I will add- I've seen quite a few people practically begging their dogs to weave with handler motions for literally each pole. So while I didn't like seeing the dog basically jerked through each pole on lead- I'm seriously not surprised by it. Maybe that's why I'm not so "shocked" by the training. Lack of knowledge and theory begets crappy training. Not surprising. The thing that _would_ be shocking is if the trainer actually even competes in the sport.


----------



## AgileGSD (Jan 17, 2006)

I missed the video but a lot of people think you have to force dogs to overcome what they are afraid of or just that training is all about forcing the dog to do what you want them to do. 

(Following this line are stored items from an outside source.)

//! Keyword specification model.
//!
//! # Responsibility
//! - Describe discovered keywords, their parameters, properties and nested
//!   keywords as plain data.
//! - Enforce declaration-level invariants before a spec is registered.
//!
//! # Invariants
//! - A non-nested keyword uses `UseMode::OptionalMany`.
//! - Sibling keyword names are unique (case-insensitive).
//! - Only non-command keywords may declare nested keywords.
//! - Within one parameter set no two parameters share a position.
//! - Runtime info is attached at most once, after binding succeeds.

use crate::binder::RuntimeInfo;
use crate::discovery::DiscoveryError;
use crate::model::value::TypeConstraint;
use once_cell::sync::{Lazy, OnceCell};
use regex::Regex;
use serde::Serialize;
use std::collections::{BTreeMap, BTreeSet};
use std::fmt::{Display, Formatter};
use std::sync::Arc;
use uuid::Uuid;

/// Parameter-set name meaning "member of every parameter set".
pub const ALL_PARAMETER_SETS: &str = "__AllParameterSets";

static KEYWORD_NAME_RE: Lazy<Regex> =
    Lazy::new(|| Regex::new(r"^[A-Za-z_][A-Za-z0-9_]*$").expect("valid keyword name regex"));

/// Syntactic shape following a keyword name.
#[derive(Debug, Clone, Copy, PartialEq, Eq, Hash, Serialize)]
pub enum BodyMode {
    /// Arguments only, no body.
    Command,
    /// `Keyword ... @{ Key = Value }`-style body assigning properties.
    Hashtable,
    /// `Keyword ... { statements }` body that may contain nested keywords.
    ScriptBlock,
}

impl BodyMode {
    pub fn as_str(self) -> &'static str {
        match self {
            Self::Command => "Command",
            Self::Hashtable => "Hashtable",
            Self::ScriptBlock => "ScriptBlock",
        }
    }

    /// Parses the metadata spelling (case-insensitive).
    pub fn parse(value: &str) -> Option<Self> {
        [Self::Command, Self::Hashtable, Self::ScriptBlock]
            .into_iter()
            .find(|mode| mode.as_str().eq_ignore_ascii_case(value.trim()))
    }
}

impl Display for BodyMode {
    fn fmt(&self, f: &mut Formatter<'_>) -> std::fmt::Result {
        f.write_str(self.as_str())
    }
}

/// Cardinality of a keyword within one enclosing scope.
#[derive(Debug, Clone, Copy, PartialEq, Eq, Hash, Serialize)]
pub enum UseMode {
    Optional,
    OptionalMany,
    Required,
    RequiredMany,
}

impl UseMode {
    pub fn as_str(self) -> &'static str {
        match self {
            Self::Optional => "Optional",
            Self::OptionalMany => "OptionalMany",
            Self::Required => "Required",
            Self::RequiredMany => "RequiredMany",
        }
    }

    /// Parses the metadata spelling (case-insensitive).
    pub fn parse(value: &str) -> Option<Self> {
        [
            Self::Optional,
            Self::OptionalMany,
            Self::Required,
            Self::RequiredMany,
        ]
        .into_iter()
        .find(|mode| mode.as_str().eq_ignore_ascii_case(value.trim()))
    }

    pub fn is_required(self) -> bool {
        matches!(self, Self::Required | Self::RequiredMany)
    }

    pub fn allows_many(self) -> bool {
        matches!(self, Self::OptionalMany | Self::RequiredMany)
    }
}

impl Display for UseMode {
    fn fmt(&self, f: &mut Formatter<'_>) -> std::fmt::Result {
        f.write_str(self.as_str())
    }
}

/// Identity of the module a keyword was discovered in.
///
/// This is an identifier, not an owner: specs never keep a module loaded.
#[derive(Debug, Clone, PartialEq, Eq, PartialOrd, Ord, Hash, Serialize)]
pub struct ModuleRef {
    pub id: Uuid,
    pub name: String,
    pub version: String,
}

impl ModuleRef {
    pub fn new(id: Uuid, name: impl Into<String>, version: impl Into<String>) -> Self {
        Self {
            id,
            name: name.into(),
            version: version.into(),
        }
    }

    /// Reference with a fresh random identity, for a module written the
    /// first time.
    pub fn generate(name: impl Into<String>, version: impl Into<String>) -> Self {
        Self::new(Uuid::new_v4(), name, version)
    }
}

impl Display for ModuleRef {
    fn fmt(&self, f: &mut Formatter<'_>) -> std::fmt::Result {
        write!(f, "{}@{}", self.name, self.version)
    }
}

/// Position and mandatory flag of a parameter within one parameter set.
#[derive(Debug, Clone, Copy, PartialEq, Eq, Serialize)]
pub struct ParameterSetData {
    /// `None` when the parameter is not positional in this set.
    pub position: Option<u32>,
    pub mandatory: bool,
}

#[derive(Debug, Clone, PartialEq, Eq, Serialize)]
pub struct ParameterSpec {
    pub name: String,
    pub type_name: String,
    /// Populated only when `type_name` resolved to a locally declared enum.
    pub enum_values: BTreeSet<String>,
    /// Keyed by parameter-set name; `ALL_PARAMETER_SETS` applies to every set.
    pub parameter_sets: BTreeMap<String, ParameterSetData>,
}

impl ParameterSpec {
    /// Returns this parameter's data for `parameter_set`, falling back to
    /// its all-sets declaration.
    pub fn in_set(&self, parameter_set: &str) -> Option<&ParameterSetData> {
        self.parameter_sets
            .get(parameter_set)
            .or_else(|| self.parameter_sets.get(ALL_PARAMETER_SETS))
    }

    pub fn type_constraint(&self) -> TypeConstraint {
        TypeConstraint::from_type_name(&self.type_name, &self.enum_values)
    }
}

#[derive(Debug, Clone, PartialEq, Eq, Serialize)]
pub struct PropertySpec {
    pub name: String,
    pub type_constraint: String,
    pub mandatory: bool,
    pub enum_values: BTreeSet<String>,
}

impl PropertySpec {
    pub fn constraint(&self) -> TypeConstraint {
        TypeConstraint::from_type_name(&self.type_constraint, &self.enum_values)
    }
}

/// Static description of one keyword, optionally annotated with runtime info
/// once its module has been bound.
#[derive(Debug, Serialize)]
pub struct KeywordSpec {
    pub name: String,
    pub body_mode: BodyMode,
    pub use_mode: UseMode,
    pub default_parameter_set: Option<String>,
    pub parameters: Vec<ParameterSpec>,
    pub properties: Vec<PropertySpec>,
    pub children: Vec<Arc<KeywordSpec>>,
    pub is_nested: bool,
    pub source_module: ModuleRef,
    #[serde(skip)]
    runtime: OnceCell<RuntimeInfo>,
}

impl KeywordSpec {
    pub fn new(
        name: impl Into<String>,
        body_mode: BodyMode,
        use_mode: UseMode,
        source_module: ModuleRef,
    ) -> Self {
        Self {
            name: name.into(),
            body_mode,
            use_mode,
            default_parameter_set: None,
            parameters: Vec::new(),
            properties: Vec::new(),
            children: Vec::new(),
            is_nested: false,
            source_module,
            runtime: OnceCell::new(),
        }
    }

    /// Checks declaration invariants of this spec and its direct children.
    pub fn validate(&self) -> Result<(), DiscoveryError> {
        if !KEYWORD_NAME_RE.is_match(&self.name) {
            return Err(DiscoveryError::InvalidKeywordName(self.name.clone()));
        }
        if !self.is_nested && self.use_mode != UseMode::OptionalMany {
            return Err(DiscoveryError::InvalidUseMode {
                keyword: self.name.clone(),
                use_mode: self.use_mode,
            });
        }
        if self.body_mode == BodyMode::Command {
            if let Some(child) = self.children.first() {
                return Err(DiscoveryError::NestedUnderCommand {
                    parent: self.name.clone(),
                    child: child.name.clone(),
                });
            }
        }
        validate_siblings(&self.children, &self.name)?;
        self.validate_positions()
    }

    /// All-sets parameters take part in every named set, so each named set
    /// is checked together with them.
    fn validate_positions(&self) -> Result<(), DiscoveryError> {
        let mut groups = self.parameter_set_names();
        groups.push(ALL_PARAMETER_SETS);
        for set_name in groups {
            let mut seen = BTreeSet::new();
            for parameter in &self.parameters {
                let Some(position) = parameter.in_set(set_name).and_then(|data| data.position)
                else {
                    continue;
                };
                if !seen.insert(position) {
                    return Err(DiscoveryError::DuplicatePosition {
                        keyword: self.name.clone(),
                        parameter_set: set_name.to_string(),
                        position,
                    });
                }
            }
        }
        Ok(())
    }

    /// Runtime info attached by the binder, if this spec is bound.
    pub fn runtime(&self) -> Option<&RuntimeInfo> {
        self.runtime.get()
    }

    pub fn is_bound(&self) -> bool {
        self.runtime.get().is_some()
    }

    /// Attaches runtime info once. Returns false when already bound.
    pub(crate) fn attach_runtime(&self, info: RuntimeInfo) -> bool {
        self.runtime.set(info).is_ok()
    }

    pub fn child(&self, name: &str) -> Option<&Arc<KeywordSpec>> {
        self.children
            .iter()
            .find(|child| child.name.eq_ignore_ascii_case(name))
    }

    pub fn parameter(&self, name: &str) -> Option<&ParameterSpec> {
        self.parameters
            .iter()
            .find(|parameter| parameter.name.eq_ignore_ascii_case(name))
    }

    pub fn property(&self, name: &str) -> Option<&PropertySpec> {
        self.properties
            .iter()
            .find(|property| property.name.eq_ignore_ascii_case(name))
    }

    /// Explicitly declared parameter-set names in first-declaration order.
    pub fn parameter_set_names(&self) -> Vec<&str> {
        let mut names: Vec<&str> = Vec::new();
        for parameter in &self.parameters {
            for set_name in parameter.parameter_sets.keys() {
                if set_name != ALL_PARAMETER_SETS && !names.contains(&set_name.as_str()) {
                    names.push(set_name.as_str());
                }
            }
        }
        names
    }
}

/// Rejects two specs in one sibling group sharing a name.
pub fn validate_siblings(siblings: &[Arc<KeywordSpec>], scope: &str) -> Result<(), DiscoveryError> {
    let mut names = BTreeSet::new();
    for sibling in siblings {
        if !names.insert(sibling.name.to_ascii_lowercase()) {
            return Err(DiscoveryError::DuplicateKeyword {
                name: sibling.name.clone(),
                scope: scope.to_string(),
            });
        }
    }
    Ok(())
}

#[cfg(test)]
mod tests {
    use super::{
        BodyMode, KeywordSpec, ModuleRef, ParameterSetData, ParameterSpec, UseMode,
        ALL_PARAMETER_SETS,
    };
    use crate::discovery::DiscoveryError;
    use std::collections::{BTreeMap, BTreeSet};
    use std::sync::Arc;
    use uuid::Uuid;

    fn module() -> ModuleRef {
        ModuleRef::new(Uuid::nil(), "Sample", "1.0.0")
    }

    fn nested(name: &str) -> Arc<KeywordSpec> {
        let mut spec = KeywordSpec::new(name, BodyMode::Command, UseMode::Optional, module());
        spec.is_nested = true;
        Arc::new(spec)
    }

    fn positional(name: &str, set: &str, position: u32) -> ParameterSpec {
        ParameterSpec {
            name: name.to_string(),
            type_name: "string".to_string(),
            enum_values: BTreeSet::new(),
            parameter_sets: BTreeMap::from([(
                set.to_string(),
                ParameterSetData {
                    position: Some(position),
                    mandatory: false,
                },
            )]),
        }
    }

    #[test]
    fn parses_modes_case_insensitively() {
        assert_eq!(BodyMode::parse("scriptblock"), Some(BodyMode::ScriptBlock));
        assert_eq!(UseMode::parse(" RequiredMany "), Some(UseMode::RequiredMany));
        assert_eq!(BodyMode::parse("Block"), None);
    }

    #[test]
    fn rejects_global_keyword_with_restricted_use_mode() {
        let spec = KeywordSpec::new("Widget", BodyMode::Command, UseMode::Required, module());
        let err = spec.validate().expect_err("top-level Required must fail");
        assert!(matches!(err, DiscoveryError::InvalidUseMode { .. }));
    }

    #[test]
    fn rejects_children_under_command_body() {
        let mut spec =
            KeywordSpec::new("Widget", BodyMode::Command, UseMode::OptionalMany, module());
        spec.children.push(nested("Part"));
        let err = spec.validate().expect_err("command parent must fail");
        assert!(matches!(err, DiscoveryError::NestedUnderCommand { .. }));
    }

    #[test]
    fn rejects_case_insensitive_duplicate_children() {
        let mut spec =
            KeywordSpec::new("Widget", BodyMode::ScriptBlock, UseMode::OptionalMany, module());
        spec.children.push(nested("Part"));
        spec.children.push(nested("PART"));
        let err = spec.validate().expect_err("duplicate child must fail");
        assert!(matches!(err, DiscoveryError::DuplicateKeyword { .. }));
    }

    #[test]
    fn rejects_duplicate_positions_within_one_set() {
        let mut spec =
            KeywordSpec::new("Widget", BodyMode::Command, UseMode::OptionalMany, module());
        spec.parameters.push(positional("Name", ALL_PARAMETER_SETS, 0));
        spec.parameters.push(positional("Size", ALL_PARAMETER_SETS, 0));
        let err = spec.validate().expect_err("shared position must fail");
        assert!(matches!(err, DiscoveryError::DuplicatePosition { position: 0, .. }));

        spec.parameters[0] = positional("Name", "ByName", 0);
        spec.parameters[1] = positional("Size", "BySize", 0);
        spec.validate().expect("same position in different named sets is allowed");
    }

    #[test]
    fn all_sets_parameters_collide_with_every_named_set() {
        let mut spec =
            KeywordSpec::new("Service", BodyMode::Command, UseMode::OptionalMany, module());
        spec.parameters.push(positional("Name", ALL_PARAMETER_SETS, 0));
        spec.parameters.push(positional("Id", "ById", 0));
        let err = spec.validate().expect_err("all-sets position is shared by ById");
        assert_eq!(
            err,
            DiscoveryError::DuplicatePosition {
                keyword: "Service".to_string(),
                parameter_set: "ById".to_string(),
                position: 0,
            }
        );

        spec.parameters[1] = positional("Id", "ById", 1);
        spec.validate().expect("distinct positions across the merged set");
    }

    #[test]
    fn rejects_non_identifier_names() {
        let spec = KeywordSpec::new("My Widget", BodyMode::Command, UseMode::OptionalMany, module());
        assert!(matches!(
            spec.validate(),
            Err(DiscoveryError::InvalidKeywordName(_))
        ));
    }

    #[test]
    fn parameter_falls_back_to_all_sets_declaration() {
        let parameter = positional("Name", ALL_PARAMETER_SETS, 1);
        assert_eq!(
            parameter.in_set("ByName").and_then(|data| data.position),
            Some(1)
        );
    }
}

I was doing 4H agility a few weeks ago when a non-dog club member mother happened to be at the fairgrounds with her dog. She asked if she could try some of the stuff with her dog when the kids were done. She came in with the dog on a way too big choke collar. We tried a very low jump with moderate success. She tried to take him over a contact and I had to stop her. I took him and tried to help her get him through a short tunnel by holding him at one end and seeing if she could call him through. It very quickly became obvious that this dog was not only not going to do anything though. He was extremely stressed out and probably used to being manhandled and forced by his owner. At least that is the only thing I could guess based on how very quickly his stress level got to a too-stressed-to-think point and his extremely anxious behaviors when the owner was trying to get him to do anything. So I said, I don't think he's going to do this today. She wasn't real happy that I wouldn't let her force him to do it. Then she took him off of me and when he jumped up to greet her, she hit him in the head and yelled at him. While telling me she wants her daughter to train him in 4H next year... If you asked this woman, she would have no clue her dog was stressed out. She would see his behavior as being "stubborn". She would think I have no idea what I'm talking about or that my methods won't work with dogs like her's. 

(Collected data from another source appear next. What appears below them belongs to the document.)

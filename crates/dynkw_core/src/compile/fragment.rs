//! Executable fragments emitted for keyword invocations.

use crate::compile::ast::Expr;
use crate::model::spec::KeywordSpec;
use crate::model::value::{CoercionError, TypeConstraint, Value};
use std::sync::Arc;

/// A value known at compile time or an expression evaluated at run time.
#[derive(Debug, Clone)]
pub enum Operand {
    /// Already coerced to the target type.
    Constant(Value),
    /// Evaluated and coerced when the instruction runs.
    Deferred(Expr),
}

impl Operand {
    /// Folds constant expressions through `constraint` now; anything else is
    /// left for run time.
    pub fn plan(expr: &Expr, constraint: &TypeConstraint) -> Result<Self, CoercionError> {
        match expr.constant_value() {
            Some(value) => constraint.coerce(&value).map(Self::Constant),
            None => Ok(Self::Deferred(expr.clone())),
        }
    }
}

#[derive(Debug, Clone)]
pub struct ArgumentPlan {
    pub parameter: String,
    pub constraint: TypeConstraint,
    pub value: Operand,
}

#[derive(Debug, Clone)]
pub struct PropertyPlan {
    pub property: String,
    pub constraint: TypeConstraint,
    pub value: Operand,
}

#[derive(Debug, Clone)]
pub enum Instruction {
    /// Creates the pending instance and binds its arguments.
    Instantiate {
        keyword: Arc<KeywordSpec>,
        parameter_set: String,
        arguments: Vec<ArgumentPlan>,
    },
    /// Assigns hashtable-body properties onto the pending instance, all or
    /// nothing.
    AssignProperties(Vec<PropertyPlan>),
    /// Opens a scope for the pending instance.
    EnterScope,
    LeaveScope,
    Assign { variable: String, value: Expr },
    Evaluate(Expr),
}

/// Ordered instruction sequence; an empty fragment is a no-op.
#[derive(Debug, Clone, Default)]
pub struct Fragment {
    pub instructions: Vec<Instruction>,
}

impl Fragment {
    pub fn empty() -> Self {
        Self::default()
    }

    pub fn is_empty(&self) -> bool {
        self.instructions.is_empty()
    }

    pub fn len(&self) -> usize {
        self.instructions.len()
    }

    pub fn push(&mut self, instruction: Instruction) {
        self.instructions.push(instruction);
    }

    /// Appends `next` after this fragment.
    pub fn then(mut self, next: Fragment) -> Self {
        self.instructions.extend(next.instructions);
        self
    }

    /// Number of scope-engine operations this fragment performs.
    pub fn scope_operation_count(&self) -> usize {
        self.instructions
            .iter()
            .filter(|instruction| {
                matches!(instruction, Instruction::EnterScope | Instruction::LeaveScope)
            })
            .count()
    }
}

Someone I know has a young (savvy aged) dog who is becoming increasingly phobic about the teeter. AFAIK the dog ha snever done the full teeter but anything moving under her feet scares her and noise scares. The bang game even with the teeter an inch off the ground is worrisome for her. Wobble boards scare her. Fitness balls or pods scare her. Watching/hearing dogs doing anything on the teeter scares her. And the dog's breeder told the owner that a lot of her dogs are that way and that the best course of action is to just start forcing her to do the things she afraid of so she gets over it. "Drag her across the teeter". And this is some one who has competed in agility for years and placed dogs in very competitive homes.

And people don't always recognize that their dog isn't having fun. They don't recognize what we see as obvious signs of stress in their dogs. Not just pet people but I can't tell you how many people at trials have dogs who are stressed and the people have no clue that is why their dog isn't reliable, sometimes runs fine and sometimes doesn't, that contacts or weaves or jumps make them worry, etc. I can't tell you how many dogs I see in my area who are trialing and showing extremely obvious signs of stress that seem to go unnoticed by the owner, their instructors and even many of the people watching. It's sad really but it happens all the time. There are dogs I see run trial after trial, year after year who rarely Q and it is so obvious the dog doesn't enjoy the game. While they don't generally drag dogs over equipment, many instructors around here still tell people their dog is having issues because they are stubborn or blowing off things they know.


----------